Kenya is making no secret about its political allegiance. After all, it is the country where Barack Obama's father was born. (See pictures of Barack Obama's family tree.) This is the place that briefly renamed its Senator Beer after Obama, where an Obama reggae song is insanely popular, and whose buses are plastered with Obama decals. "U.S. Poll: Why Obama is the world's choice," screamed the front-page headline from Monday's Daily Nation newspaper. "Democrat widely seen as the only leader who can change the way America relates to other countries," read the sub-head.

Some Kenyans clearly had a sense of humor about their country's expectations for an Obama presidency.

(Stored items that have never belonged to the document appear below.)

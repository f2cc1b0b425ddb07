pub mod planner;
pub mod sources;

mod config;
mod error;
mod execution;
mod row_converter;
mod source_connector;
mod watermark;

pub use strom_dataset as dataset;

pub use config::{ScanConfig, ScanConfigRef};
pub use error::ScanError;
pub use execution::execution_context::{ExecutionContext, ExecutionMetrics};
pub use execution::stream::{
    BoxElementStream, CreateStreamContext, ElementStream, StreamElement,
};
pub use execution::streams::create_scan_stream;
pub use execution::watermark::{PeriodicWatermarkGenerator, PunctuatedWatermarkGenerator};
pub use row_converter::{
    ConverterRequest, InterpretedConverterGenerator, RowConverterFn, RowConverterGenerator,
};
pub use source_connector::{
    ExternalShape, GenericSourceBatch, GenericSourceConnector, SourceBatch, SourceConnector,
    SourceConnectorWrapper, SourceRecord,
};
pub use watermark::{
    BoundedOutOfOrdernessAssigner, PeriodicWatermarkAssigner, PunctuatedWatermarkAssigner,
    Watermark, WatermarkStrategy,
};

The local press recently published a piece saying that politicians in the western city of Kisumu had proposed expanding a runway to accommodate Air Force One in case Obama decides to pay a state visit to his ancestral home. As much as that may reflect the depth of Kenyan hopes, the item was a joke meant to poke fun at the expectation by some that Obama will shower Kenya with favors should he win the election. — By Nicholas Wadhams/Nairobi

Why Philly Matters,

7:00 a.m. E.T.


Buoyed by a handful of polls that show Obama's lead down to 4-6 percentage points (though others still show Obama up by double digits), McCain and his surrogates have stumped furiously in Pennsylvania. The main energy has been in Philadelphia and the close-in suburbs, which are almost certain to swing for Obama, but are important mathematically. If Obama wins here by a blowout, it will cancel out any gains by McCain in the west and central area. If McCain can hold Obama's margins here down, however, he has a slight chance of picking up enough votes elsewhere to carry the state.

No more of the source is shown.